Stored data
+===+

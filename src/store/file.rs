use std::{
    fs, io,
    path::{Path, PathBuf},
    sync::{Mutex, PoisonError},
};

use crate::{config::FlagFormat, Result};

use super::{extract_flag, merge_flag, FlagReader, FlagWriter};

/// Flag document stored in a local file.
#[derive(Debug)]
pub struct FileStore {
    path: PathBuf,
    format: FlagFormat,
    /// Serializes read-modify-write cycles.
    write_lock: Mutex<()>,
}

impl FileStore {
    pub fn new(path: impl AsRef<Path>, format: FlagFormat) -> FileStore {
        FileStore {
            path: path.as_ref().to_owned(),
            format,
            write_lock: Mutex::new(()),
        }
    }

    pub fn path(&self) -> &Path {
        &self.path
    }

    fn temp_path(&self) -> PathBuf {
        let mut name = self
            .path
            .file_name()
            .map(|name| name.to_os_string())
            .unwrap_or_default();
        name.push(".tmp");
        self.path.with_file_name(name)
    }
}

impl FlagReader for FileStore {
    fn read_all(&self) -> Result<Vec<u8>> {
        Ok(fs::read(&self.path)?)
    }

    fn read_by_key(&self, key: &str) -> Result<Vec<u8>> {
        extract_flag(&self.read_all()?, self.format, key)
    }
}

impl FlagWriter for FileStore {
    fn write(&self, key: &str, bytes: &[u8]) -> Result<()> {
        let _guard = self
            .write_lock
            .lock()
            .unwrap_or_else(PoisonError::into_inner);

        let existing = match fs::read(&self.path) {
            Ok(existing) => existing,
            Err(err) if err.kind() == io::ErrorKind::NotFound => Vec::new(),
            Err(err) => return Err(err.into()),
        };
        let merged = merge_flag(&existing, bytes, self.format)?;

        // Readers never observe a partially written file.
        let temp_path = self.temp_path();
        fs::write(&temp_path, merged)?;
        fs::rename(&temp_path, &self.path)?;

        log::debug!(target: "flagserve", key; "wrote flag to {}", self.path.display());
        Ok(())
    }
}

#[cfg(test)]
mod tests {
    use super::*;
    use crate::{flag::parse_flags, Error};

    #[test]
    fn reads_writes_and_extracts() {
        let dir = tempfile::tempdir().unwrap();
        let store = FileStore::new(dir.path().join("flags.yaml"), FlagFormat::Yaml);

        assert!(matches!(store.read_all(), Err(Error::Io(_))));

        store
            .write("a", b"a:\n  disabled: false\n  variants:\n    default: on\n")
            .unwrap();
        store
            .write("b", b"b:\n  variants:\n    default: off\n")
            .unwrap();

        let flags = parse_flags(&store.read_all().unwrap(), FlagFormat::Yaml).unwrap();
        assert_eq!(flags.len(), 2);

        let flags = parse_flags(&store.read_by_key("a").unwrap(), FlagFormat::Yaml).unwrap();
        assert_eq!(flags.keys().collect::<Vec<_>>(), ["a"]);

        assert!(store.read_by_key("c").unwrap_err().is_not_found());
        assert!(!store.temp_path().exists());
    }
}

+===+

WORK TO BE COMPLETED
Each entry above is to be printed again exactly.

RESULT OF THIS TASK
filename src/store/file.rs
use std::{
    fs, io,
    path::{Path, PathBuf},
    sync::{Mutex, PoisonError},
};

use crate::{config::FlagFormat, Result};

use super::{extract_flag, merge_flag, FlagReader, FlagWriter};

/// Flag document stored in a local file.
#[derive(Debug)]
pub struct FileStore {
    path: PathBuf,
    format: FlagFormat,
    /// Serializes read-modify-write cycles.
    write_lock: Mutex<()>,
}

impl FileStore {
    pub fn new(path: impl AsRef<Path>, format: FlagFormat) -> FileStore {
        FileStore {
            path: path.as_ref().to_owned(),
            format,
            write_lock: Mutex::new(()),
        }
    }

    pub fn path(&self) -> &Path {
        &self.path
    }

    fn temp_path(&self) -> PathBuf {
        let mut name = self
            .path
            .file_name()
            .map(|name| name.to_os_string())
            .unwrap_or_default();
        name.push(".tmp");
        self.path.with_file_name(name)
    }
}

impl FlagReader for FileStore {
    fn read_all(&self) -> Result<Vec<u8>> {
        Ok(fs::read(&self.path)?)
    }

    fn read_by_key(&self, key: &str) -> Result<Vec<u8>> {
        extract_flag(&self.read_all()?, self.format, key)
    }
}

impl FlagWriter for FileStore {
    fn write(&self, key: &str, bytes: &[u8]) -> Result<()> {
        let _guard = self
            .write_lock
            .lock()
            .unwrap_or_else(PoisonError::into_inner);

        let existing = match fs::read(&self.path) {
            Ok(existing) => existing,
            Err(err) if err.kind() == io::ErrorKind::NotFound => Vec::new(),
            Err(err) => return Err(err.into()),
        };
        let merged = merge_flag(&existing, bytes, self.format)?;

        // Readers never observe a partially written file.
        let temp_path = self.temp_path();
        fs::write(&temp_path, merged)?;
        fs::rename(&temp_path, &self.path)?;

        log::debug!(target: "flagserve", key; "wrote flag to {}", self.path.display());
        Ok(())
    }
}

#[cfg(test)]
mod tests {
    use super::*;
    use crate::{flag::parse_flags, Error};

    #[test]
    fn reads_writes_and_extracts() {
        let dir = tempfile::tempdir().unwrap();
        let store = FileStore::new(dir.path().join("flags.yaml"), FlagFormat::Yaml);

        assert!(matches!(store.read_all(), Err(Error::Io(_))));

        store
            .write("a", b"a:\n  disabled: false\n  variants:\n    default: on\n")
            .unwrap();
        store
            .write("b", b"b:\n  variants:\n    default: off\n")
            .unwrap();

        let flags = parse_flags(&store.read_all().unwrap(), FlagFormat::Yaml).unwrap();
        assert_eq!(flags.len(), 2);

        let flags = parse_flags(&store.read_by_key("a").unwrap(), FlagFormat::Yaml).unwrap();
        assert_eq!(flags.keys().collect::<Vec<_>>(), ["a"]);

        assert!(store.read_by_key("c").unwrap_err().is_not_found());
        assert!(!store.temp_path().exists());
    }
}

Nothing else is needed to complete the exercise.